Ellos, los académicos

Lo dijo un profesor que aparentaba ser muy cuadriculado: “Asistimos a la academización de la cultura”. Fue reconfortante oír su tono de sorna y la sonrisa burlona, aunque altiva, de los demás asistentes al coloquio. El profesor, no sé su nombre, preguntó, antes de esa frase, si la crítica de cine que se hizo durante la Posguerra y abarcó, más allá del lenguaje audiovisual, pensamiento filosófico y sociológico, ya no era posible en los periódicos y revistas de hoy. Añadió, entonces, a su inquietud: ¿Es culpa de los medios o del encierro de los académicos?

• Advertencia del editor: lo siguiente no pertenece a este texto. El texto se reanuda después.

pub mod loader;

pub use loader::{load_config, validate_config};
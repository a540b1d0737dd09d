pub mod checksum;
pub mod rate_limiter;

pub use checksum::payload_digest;
pub use rate_limiter::RateLimiter;
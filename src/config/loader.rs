/// Configuration loading from TOML file with environment overrides
use std::path::Path;

use crate::error::{DataLoaderError, Result};
use crate::types::{LoaderConfig, ProviderKind};

const ENV_PREFIX: &str = "HISTLOADER";

/// Load config from `path`, then apply `HISTLOADER__*` environment overrides.
///
/// `HISTLOADER__SYMBOLS=BTCUSDT,ETHUSDT` overrides the symbol list,
/// `HISTLOADER__PROVIDER__API_KEY=...` the provider key. `BINANCE_API_KEY`
/// is used when no key is configured anywhere else.
pub fn load_config<P: AsRef<Path>>(path: P) -> Result<LoaderConfig> {
    let settings = config::Config::builder()
        .add_source(config::File::from(path.as_ref()))
        .add_source(
            config::Environment::with_prefix(ENV_PREFIX)
                .separator("__")
                .try_parsing(true)
                .list_separator(",")
                .with_list_parse_key("symbols"),
        )
        .build()
        .map_err(|e| DataLoaderError::Config(format!("Failed to read config file: {}", e)))?;

    let mut config: LoaderConfig = settings
        .try_deserialize()
        .map_err(|e| DataLoaderError::Config(format!("Failed to parse config: {}", e)))?;

    if config.provider.api_key.is_none() {
        config.provider.api_key = std::env::var("BINANCE_API_KEY").ok().filter(|k| !k.is_empty());
    }

    validate_config(&config)?;

    Ok(config)
}

pub fn validate_config(config: &LoaderConfig) -> Result<()> {
    // Validate window
    if config.end_date <= config.start_date {
        return Err(DataLoaderError::Config(format!(
            "end_date {} must be after start_date {}",
            config.end_date, config.start_date
        )));
    }

    if config.cache_dir.as_os_str().is_empty() {
        return Err(DataLoaderError::Config("cache_dir is empty".to_string()));
    }

    // Liquidity discovery is only consulted without explicit symbols
    if config.explicit_symbols().is_none() {
        if config.base_asset.trim().is_empty() {
            return Err(DataLoaderError::Config(
                "base_asset is required when symbols are not configured".to_string(),
            ));
        }
        if config.pairs_limit == 0 {
            return Err(DataLoaderError::Config("pairs_limit must be > 0".to_string()));
        }
    }

    if let Some(symbols) = config.explicit_symbols() {
        if symbols.iter().any(|s| s.trim().is_empty()) {
            return Err(DataLoaderError::Config("symbols contains an empty entry".to_string()));
        }
    }

    if config.task_timeout_secs == Some(0) {
        return Err(DataLoaderError::Config("task_timeout_secs must be > 0".to_string()));
    }

    // Validate provider
    if config.provider.requests_per_second == 0 {
        return Err(DataLoaderError::Config(
            "provider.requests_per_second must be > 0".to_string(),
        ));
    }

    if config.provider.kind == ProviderKind::CsvDir && config.provider.data_dir.is_none() {
        return Err(DataLoaderError::Config(
            "provider.data_dir is required for the csv_dir provider".to_string(),
        ));
    }

    Ok(())
}

#[cfg(test)]
mod tests {
    use super::*;
    use crate::types::Timeframe;
    use chrono::NaiveDate;
    use std::io::Write;
    use std::sync::{Mutex, MutexGuard};

    // environment variables are process-wide; every test that loads config holds this
    static ENV_LOCK: Mutex<()> = Mutex::new(());

    /// Lock the environment and strip every variable `load_config` reads
    fn clean_env() -> MutexGuard<'static, ()> {
        let guard = ENV_LOCK.lock().unwrap_or_else(|e| e.into_inner());
        for (name, _) in std::env::vars() {
            if name.starts_with("HISTLOADER__") || name == "BINANCE_API_KEY" {
                std::env::remove_var(name);
            }
        }
        guard
    }

    fn write_config(contents: &str) -> tempfile::NamedTempFile {
        let mut file = tempfile::Builder::new().suffix(".toml").tempfile().unwrap();
        file.write_all(contents.as_bytes()).unwrap();
        file
    }

    const MINIMAL: &str = r#"
        start_date = "2025-03-01"
        end_date = "2025-03-02"
        "#;

    #[test]
    fn test_load_config_with_defaults() {
        let _env = clean_env();
        let file = write_config(
            r#"
            symbols = ["BTCUSDT", "ETHUSDT"]
            start_date = "2025-03-01"
            end_date = "2025-03-28"
            "#,
        );

        let config = load_config(file.path()).unwrap();
        assert_eq!(config.explicit_symbols().unwrap().len(), 2);
        assert_eq!(config.timeframe, Timeframe::OneMinute);
        assert_eq!(config.start_date, NaiveDate::from_ymd_opt(2025, 3, 1).unwrap());
        assert_eq!(config.base_asset, "BTC");
        assert_eq!(config.pairs_limit, 100);
        assert_eq!(config.provider.kind, ProviderKind::Binance);
    }

    #[test]
    fn test_rejects_inverted_window() {
        let _env = clean_env();
        let file = write_config(
            r#"
            start_date = "2025-03-28"
            end_date = "2025-03-01"
            timeframe = "1h"
            "#,
        );

        let err = load_config(file.path()).unwrap_err();
        assert_eq!(err.error_code(), "CFG_001");
    }

    #[test]
    fn test_csv_provider_requires_data_dir() {
        let _env = clean_env();
        let file = write_config(
            r#"
            start_date = "2025-03-01"
            end_date = "2025-03-02"

            [provider]
            kind = "csv_dir"
            "#,
        );

        assert!(load_config(file.path()).is_err());
    }

    #[test]
    fn test_environment_overrides_file() {
        let _env = clean_env();
        std::env::set_var("HISTLOADER__SYMBOLS", "BTCUSDT,ETHUSDT");
        std::env::set_var("HISTLOADER__TIMEFRAME", "1h");
        std::env::set_var("HISTLOADER__PROVIDER__API_KEY", "from-env");
        let file = write_config(MINIMAL);

        let loaded = load_config(file.path());

        std::env::remove_var("HISTLOADER__SYMBOLS");
        std::env::remove_var("HISTLOADER__TIMEFRAME");
        std::env::remove_var("HISTLOADER__PROVIDER__API_KEY");

        let config = loaded.unwrap();
        assert_eq!(
            config.explicit_symbols().unwrap(),
            ["BTCUSDT".to_string(), "ETHUSDT".to_string()]
        );
        assert_eq!(config.timeframe, Timeframe::OneHour);
        assert_eq!(config.provider.api_key.as_deref(), Some("from-env"));
    }

    #[test]
    fn test_binance_api_key_fallback() {
        let _env = clean_env();
        std::env::set_var("BINANCE_API_KEY", "fallback-key");
        let file = write_config(MINIMAL);

        let fallback = load_config(file.path()).map(|c| c.provider.api_key);

        let configured = write_config(
            r#"
            start_date = "2025-03-01"
            end_date = "2025-03-02"

            [provider]
            api_key = "file-key"
            "#,
        );
        let explicit = load_config(configured.path()).map(|c| c.provider.api_key);

        std::env::remove_var("BINANCE_API_KEY");

        assert_eq!(fallback.unwrap().as_deref(), Some("fallback-key"));
        assert_eq!(explicit.unwrap().as_deref(), Some("file-key"));

        let without = load_config(file.path()).unwrap();
        assert!(without.provider.api_key.is_none());
    }
}
/// Injected observability hooks for the acquisition pipeline
use tracing::{debug, error, info, warn};

use crate::error::{CacheError, DataLoaderError};

/// Receives pipeline events. Every hook defaults to a no-op so
/// implementations only override what they care about.
pub trait LoadObserver: Send + Sync {
    fn provider_connected(&self, _provider: &str) {}

    fn provider_closed(&self, _provider: &str) {}

    fn run_started(&self, _requested: usize) {}

    fn symbols_resolved(&self, _base_asset: &str, _symbols: &[String]) {}

    fn cache_hit(&self, _symbol: &str, _bars: usize) {}

    fn cache_miss(&self, _symbol: &str) {}

    fn cache_read_failed(&self, _symbol: &str, _error: &CacheError) {}

    fn cached_series_rejected(&self, _symbol: &str, _error: &DataLoaderError) {}

    fn fetch_started(&self, _symbol: &str) {}

    fn fetch_completed(&self, _symbol: &str, _bars: usize) {}

    fn cache_written(&self, _symbol: &str) {}

    fn cache_write_failed(&self, _symbol: &str, _error: &CacheError) {}

    fn symbol_failed(&self, _symbol: &str, _error: &DataLoaderError) {}

    fn run_finished(&self, _loaded: usize, _requested: usize) {}
}

/// Default observer: forwards every event to `tracing`
#[derive(Debug, Clone)]
pub struct TracingObserver {
    component: &'static str,
}

impl TracingObserver {
    pub fn new(component: &'static str) -> Self {
        TracingObserver { component }
    }
}

impl Default for TracingObserver {
    fn default() -> Self {
        TracingObserver::new("loader")
    }
}

impl LoadObserver for TracingObserver {
    fn provider_connected(&self, provider: &str) {
        info!(component = self.component, provider, "🔌 Provider connected");
    }

    fn provider_closed(&self, provider: &str) {
        debug!(component = self.component, provider, "Provider closed");
    }

    fn run_started(&self, requested: usize) {
        info!(component = self.component, "🚀 Starting data load for {} symbols", requested);
    }

    fn symbols_resolved(&self, base_asset: &str, symbols: &[String]) {
        info!(
            component = self.component,
            "Selected {} {} pairs by liquidity: {:?}",
            symbols.len(),
            base_asset,
            symbols
        );
    }

    fn cache_hit(&self, symbol: &str, bars: usize) {
        info!(component = self.component, symbol, bars, "Cache hit");
    }

    fn cache_miss(&self, symbol: &str) {
        debug!(component = self.component, symbol, "Cache miss");
    }

    fn cache_read_failed(&self, symbol: &str, error: &CacheError) {
        warn!(component = self.component, symbol, error = %error, "⚠️  Cache read failed");
    }

    fn cached_series_rejected(&self, symbol: &str, error: &DataLoaderError) {
        warn!(
            component = self.component,
            symbol,
            error = %error,
            "⚠️  Cached series invalid, refetching"
        );
    }

    fn fetch_started(&self, symbol: &str) {
        debug!(component = self.component, symbol, "Fetching from provider");
    }

    fn fetch_completed(&self, symbol: &str, bars: usize) {
        info!(component = self.component, symbol, bars, "Fetched");
    }

    fn cache_written(&self, symbol: &str) {
        debug!(component = self.component, symbol, "Cached");
    }

    fn cache_write_failed(&self, symbol: &str, error: &CacheError) {
        warn!(component = self.component, symbol, error = %error, "⚠️  Cache write failed");
    }

    fn symbol_failed(&self, symbol: &str, error: &DataLoaderError) {
        if error.is_network() || matches!(error, DataLoaderError::DataValidation { .. }) {
            warn!(
                component = self.component,
                symbol,
                code = error.error_code(),
                "Skipped {}: {}",
                symbol,
                error
            );
        } else {
            error!(
                component = self.component,
                symbol,
                code = error.error_code(),
                "Unexpected error with {}: {}",
                symbol,
                error
            );
        }
    }

    fn run_finished(&self, loaded: usize, requested: usize) {
        if loaded == 0 {
            error!(component = self.component, "❌ No data loaded for any symbol");
        } else {
            info!(component = self.component, "✅ Completed: {}/{} loaded", loaded, requested);
        }
    }
}
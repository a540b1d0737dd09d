/// Persistent series cache addressed by (symbol, timeframe, start, end)
use async_trait::async_trait;
use chrono::{DateTime, NaiveDate, Utc};
use flate2::read::GzDecoder;
use flate2::write::GzEncoder;
use flate2::Compression;
use serde::{Deserialize, Serialize};
use std::collections::HashMap;
use std::fmt;
use std::io::{Read, Write};
use std::path::PathBuf;
use std::sync::atomic::{AtomicUsize, Ordering};
use tokio::sync::RwLock;
use tracing::debug;

use crate::error::CacheError;
use crate::types::{FetchWindow, PriceBar, PriceSeries, Timeframe};
use crate::utils::payload_digest;

const FORMAT_VERSION: u32 = 1;
const FILE_SUFFIX: &str = ".json.gz";

/// Deterministic cache address. Nothing outside these four fields affects it.
#[derive(Debug, Clone, PartialEq, Eq, Hash)]
pub struct CacheKey {
    pub symbol: String,
    pub timeframe: Timeframe,
    pub start: NaiveDate,
    pub end: NaiveDate,
}

impl CacheKey {
    pub fn new(symbol: &str, window: &FetchWindow) -> Self {
        CacheKey {
            symbol: symbol.to_string(),
            timeframe: window.timeframe,
            start: window.start,
            end: window.end,
        }
    }

    /// File name under the cache directory; path separators in symbols are replaced
    pub fn file_name(&self) -> String {
        let stem: String = self
            .to_string()
            .chars()
            .map(|c| {
                if c.is_ascii_alphanumeric() || matches!(c, '_' | '-' | '.') {
                    c
                } else {
                    '-'
                }
            })
            .collect();
        format!("{}{}", stem, FILE_SUFFIX)
    }
}

impl fmt::Display for CacheKey {
    fn fmt(&self, f: &mut fmt::Formatter<'_>) -> fmt::Result {
        write!(
            f,
            "{}_{}_{}_{}",
            self.symbol,
            self.timeframe,
            self.start.format("%Y-%m-%d"),
            self.end.format("%Y-%m-%d")
        )
    }
}

/// Series persistence. A missing key is `Ok(None)`, never an error.
#[async_trait]
pub trait CacheStore: Send + Sync {
    async fn get(&self, key: &CacheKey) -> Result<Option<PriceSeries>, CacheError>;

    async fn put(&self, key: &CacheKey, series: &PriceSeries) -> Result<(), CacheError>;
}

/// Column-per-field encoding of the bars
#[derive(Debug, Serialize, Deserialize)]
struct BarColumns {
    timestamp_ns: Vec<i64>,
    open: Vec<f64>,
    high: Vec<f64>,
    low: Vec<f64>,
    close: Vec<f64>,
    volume: Vec<f64>,
}

#[derive(Debug, Serialize, Deserialize)]
struct CacheEnvelope {
    version: u32,
    key: String,
    symbol: String,
    timeframe: Timeframe,
    start: DateTime<Utc>,
    end: DateTime<Utc>,
    digest: String,
    /// JSON-encoded `BarColumns`; the digest covers these exact bytes
    payload: String,
}

fn encode(key: &CacheKey, series: &PriceSeries, path: &str) -> Result<Vec<u8>, CacheError> {
    let mut columns = BarColumns {
        timestamp_ns: Vec::with_capacity(series.len()),
        open: Vec::with_capacity(series.len()),
        high: Vec::with_capacity(series.len()),
        low: Vec::with_capacity(series.len()),
        close: Vec::with_capacity(series.len()),
        volume: Vec::with_capacity(series.len()),
    };

    for bar in &series.bars {
        let ns = bar.timestamp.timestamp_nanos_opt().ok_or_else(|| CacheError::Corrupt {
            path: path.to_string(),
            reason: format!("timestamp {} not representable in nanoseconds", bar.timestamp),
        })?;
        columns.timestamp_ns.push(ns);
        columns.open.push(bar.open);
        columns.high.push(bar.high);
        columns.low.push(bar.low);
        columns.close.push(bar.close);
        columns.volume.push(bar.volume);
    }

    let payload = serde_json::to_string(&columns).map_err(|source| CacheError::Codec {
        path: path.to_string(),
        source,
    })?;

    let envelope = CacheEnvelope {
        version: FORMAT_VERSION,
        key: key.to_string(),
        symbol: series.symbol.clone(),
        timeframe: series.timeframe,
        start: series.start,
        end: series.end,
        digest: payload_digest(payload.as_bytes()),
        payload,
    };

    let json = serde_json::to_vec(&envelope).map_err(|source| CacheError::Codec {
        path: path.to_string(),
        source,
    })?;

    let io_err = |source| CacheError::Io {
        path: path.to_string(),
        source,
    };
    let mut encoder = GzEncoder::new(Vec::new(), Compression::default());
    encoder.write_all(&json).map_err(io_err)?;
    encoder.finish().map_err(io_err)
}

fn decode(key: &CacheKey, bytes: &[u8], path: &str) -> Result<PriceSeries, CacheError> {
    let corrupt = |reason: String| CacheError::Corrupt {
        path: path.to_string(),
        reason,
    };

    let mut json = Vec::new();
    GzDecoder::new(bytes)
        .read_to_end(&mut json)
        .map_err(|e| corrupt(format!("gzip: {}", e)))?;

    let envelope: CacheEnvelope = serde_json::from_slice(&json).map_err(|source| CacheError::Codec {
        path: path.to_string(),
        source,
    })?;

    if envelope.version != FORMAT_VERSION {
        return Err(corrupt(format!("unsupported format version {}", envelope.version)));
    }

    let expected = key.to_string();
    if envelope.key != expected {
        return Err(CacheError::KeyMismatch {
            path: path.to_string(),
            expected,
            found: envelope.key,
        });
    }

    if payload_digest(envelope.payload.as_bytes()) != envelope.digest {
        return Err(corrupt("digest mismatch".to_string()));
    }

    let columns: BarColumns =
        serde_json::from_str(&envelope.payload).map_err(|source| CacheError::Codec {
            path: path.to_string(),
            source,
        })?;

    let rows = columns.timestamp_ns.len();
    let lengths = [
        columns.open.len(),
        columns.high.len(),
        columns.low.len(),
        columns.close.len(),
        columns.volume.len(),
    ];
    if lengths.iter().any(|&len| len != rows) {
        return Err(corrupt(format!(
            "column lengths {:?} differ from {} timestamps",
            lengths, rows
        )));
    }

    let bars = (0..rows)
        .map(|i| PriceBar {
            timestamp: DateTime::from_timestamp_nanos(columns.timestamp_ns[i]),
            open: columns.open[i],
            high: columns.high[i],
            low: columns.low[i],
            close: columns.close[i],
            volume: columns.volume[i],
        })
        .collect();

    Ok(PriceSeries {
        symbol: envelope.symbol,
        timeframe: envelope.timeframe,
        start: envelope.start,
        end: envelope.end,
        bars,
    })
}

/// On-disk cache: one gzip-compressed blob per key under `dir`
pub struct FileCacheStore {
    dir: PathBuf,
}

impl FileCacheStore {
    pub fn new<P: Into<PathBuf>>(dir: P) -> Self {
        FileCacheStore { dir: dir.into() }
    }

    /// Create the cache directory if needed
    pub async fn open<P: Into<PathBuf>>(dir: P) -> Result<Self, CacheError> {
        let store = FileCacheStore::new(dir);
        tokio::fs::create_dir_all(&store.dir)
            .await
            .map_err(|source| CacheError::Io {
                path: store.dir.display().to_string(),
                source,
            })?;
        Ok(store)
    }

    pub fn path_for(&self, key: &CacheKey) -> PathBuf {
        self.dir.join(key.file_name())
    }
}

#[async_trait]
impl CacheStore for FileCacheStore {
    async fn get(&self, key: &CacheKey) -> Result<Option<PriceSeries>, CacheError> {
        let path = self.path_for(key);
        let shown = path.display().to_string();

        let bytes = match tokio::fs::read(&path).await {
            Ok(bytes) => bytes,
            Err(e) if e.kind() == std::io::ErrorKind::NotFound => return Ok(None),
            Err(source) => return Err(CacheError::Io { path: shown, source }),
        };

        let series = decode(key, &bytes, &shown)?;
        debug!("Loaded {} bars from {}", series.len(), shown);
        Ok(Some(series))
    }

    async fn put(&self, key: &CacheKey, series: &PriceSeries) -> Result<(), CacheError> {
        let path = self.path_for(key);
        let shown = path.display().to_string();
        let bytes = encode(key, series, &shown)?;

        let io_err = |source| CacheError::Io {
            path: shown.clone(),
            source,
        };

        tokio::fs::create_dir_all(&self.dir).await.map_err(io_err)?;

        // write-then-rename so readers never see a partial blob
        let tmp = path.with_extension("gz.tmp");
        tokio::fs::write(&tmp, &bytes).await.map_err(io_err)?;
        tokio::fs::rename(&tmp, &path).await.map_err(io_err)?;

        debug!("Cached {} bars to {} ({} bytes)", series.len(), shown, bytes.len());
        Ok(())
    }
}

/// Process-local cache for tests and ephemeral runs
#[derive(Default)]
pub struct MemoryCacheStore {
    entries: RwLock<HashMap<CacheKey, PriceSeries>>,
    reads: AtomicUsize,
    writes: AtomicUsize,
}

impl MemoryCacheStore {
    pub fn new() -> Self {
        MemoryCacheStore::default()
    }

    pub fn reads(&self) -> usize {
        self.reads.load(Ordering::SeqCst)
    }

    pub fn writes(&self) -> usize {
        self.writes.load(Ordering::SeqCst)
    }

    pub async fn len(&self) -> usize {
        self.entries.read().await.len()
    }

    pub async fn is_empty(&self) -> bool {
        self.entries.read().await.is_empty()
    }
}

#[async_trait]
impl CacheStore for MemoryCacheStore {
    async fn get(&self, key: &CacheKey) -> Result<Option<PriceSeries>, CacheError> {
        self.reads.fetch_add(1, Ordering::SeqCst);
        Ok(self.entries.read().await.get(key).cloned())
    }

    async fn put(&self, key: &CacheKey, series: &PriceSeries) -> Result<(), CacheError> {
        self.writes.fetch_add(1, Ordering::SeqCst);
        self.entries.write().await.insert(key.clone(), series.clone());
        Ok(())
    }
}
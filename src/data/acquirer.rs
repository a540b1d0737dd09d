/// Per-symbol pipeline: cache -> validate -> fetch -> validate -> cache
use std::sync::Arc;

use crate::data::cache::{CacheKey, CacheStore};
use crate::data::observer::LoadObserver;
use crate::data::validator::SeriesValidator;
use crate::error::Result;
use crate::provider::MarketDataProvider;
use crate::types::{FetchWindow, PriceSeries};

/// Where an acquired series came from
#[derive(Debug, Clone, Copy, PartialEq, Eq)]
pub enum SeriesSource {
    Cache,
    Provider,
}

pub struct Acquirer {
    provider: Arc<dyn MarketDataProvider>,
    cache: Arc<dyn CacheStore>,
    validator: SeriesValidator,
    observer: Arc<dyn LoadObserver>,
    window: FetchWindow,
}

impl Acquirer {
    pub fn new(
        provider: Arc<dyn MarketDataProvider>,
        cache: Arc<dyn CacheStore>,
        window: FetchWindow,
        observer: Arc<dyn LoadObserver>,
    ) -> Self {
        Acquirer {
            provider,
            cache,
            validator: SeriesValidator::new(),
            observer,
            window,
        }
    }

    pub fn window(&self) -> &FetchWindow {
        &self.window
    }

    pub fn cache_key(&self, symbol: &str) -> CacheKey {
        CacheKey::new(symbol, &self.window)
    }

    /// Acquire a validated series for `symbol`.
    ///
    /// Cache faults never surface here. Provider errors and validation
    /// failures of freshly fetched data do.
    pub async fn acquire(&self, symbol: &str) -> Result<PriceSeries> {
        self.acquire_with_source(symbol).await.map(|(series, _)| series)
    }

    pub async fn acquire_with_source(&self, symbol: &str) -> Result<(PriceSeries, SeriesSource)> {
        let key = self.cache_key(symbol);

        if let Some(series) = self.read_cache(symbol, &key).await {
            return Ok((series, SeriesSource::Cache));
        }

        self.observer.fetch_started(symbol);
        let fresh = self.provider.fetch_bars(symbol, &self.window).await?;
        self.validator.validate(&fresh, symbol)?;
        self.observer.fetch_completed(symbol, fresh.len());

        match self.cache.put(&key, &fresh).await {
            Ok(()) => self.observer.cache_written(symbol),
            Err(e) => self.observer.cache_write_failed(symbol, &e),
        }

        Ok((fresh, SeriesSource::Provider))
    }

    /// A validated cached series, or None on miss, read fault, or invalid entry
    async fn read_cache(&self, symbol: &str, key: &CacheKey) -> Option<PriceSeries> {
        let cached = match self.cache.get(key).await {
            Ok(Some(series)) => series,
            Ok(None) => {
                self.observer.cache_miss(symbol);
                return None;
            }
            Err(e) => {
                self.observer.cache_read_failed(symbol, &e);
                return None;
            }
        };

        match self.validator.validate(&cached, symbol) {
            Ok(()) => {
                self.observer.cache_hit(symbol, cached.len());
                Some(cached)
            }
            Err(e) => {
                self.observer.cached_series_rejected(symbol, &e);
                None
            }
        }
    }
}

Siegfried Kracauer, escritor de obras como De Calgari a Hitler. Una historia psicológica del cine alemán, fue un genio, un posible gran académico. A las películas que analizó durante años supo acomodar teorías de diversas ramas del saber social. Muchos estarían orgullosos; dirían, por ejemplo, que historizó con obras cinematográficas la ascensión del Führer y que supo exaltar la virtud “redentora” del Séptimo Arte por su forma y capacidad narrativa. Es, sin duda, un modelo a seguir para cualquier profesor bien titulado; hoy, sin sonrojarse, lo podrían llamar científico. Olvidan, sin embargo, que jamás dictó una cátedra universitaria. Lo imagino imposibilitado para pronunciar su apellido de un solo tirón, pues era tartamudo, una dificultad que bien fue capaz de compensar con saber escribir, incluso mucho mejor que otros resignados a las aulas de clase y a las disertaciones frente a súbditos aún carentes de luz.

De Peter Sloterdijk dicen que es un payaso por salir en la televisión alemana. Cada semana en un canal público, discute temas de alto vuelo en una especie de magacín llamado El cuarteto filosófico. Por supuesto no fue ahí donde expuso su teoría de las esferas, consistente en la trilogía Burbujas - Globos - Espumas, que lo explica todo —¡todo!— como parte de círculos encerrados cada vez más complejos y a punto de reventar. Este autor sin cara de talk show tiene palabras claras para los problemas del fin del humanismo, como lo ha planteado en muchos ensayos. No quiere alardear de su complejidad teórica, y por eso se acerca a la caja boba, lo que sus colegas de refinado acento no le perdonan. Los académicos, siempre parloteando, recelan que se haga entender e, incluso, tenga audiencia.

A Antón Chéjov, un escritor que llamaba a la medicina su esposa y a la literatura su amante, no le creen que haya gastado muchos zapatos haciendo etnografía. La isla de Sajalín, su pretendida tesis acerca de la salud pública en una colonia penitenciaria, no es para los antropólogos una postura científica. Es, tal vez, la divagación de un cuentista en su año sabático. En realidad, y para saldar cuentas, es mejor que sea apenas un viaje profundo, no apto para la ciencia. Que los autorizados etnógrafos nieguen los descubrimientos “chejovianos” acerca de la enfermedad del alma humana en territorios de destierro; es más, que no lo miren como autor y mejor se olviden de su texto. En los felices ámbitos no académicos, otros disfrutaremos de su teoría bien convertida en un escrito narrativo de alta calidad, fácil entendimiento y, gracias a Dios, muy disfrutable.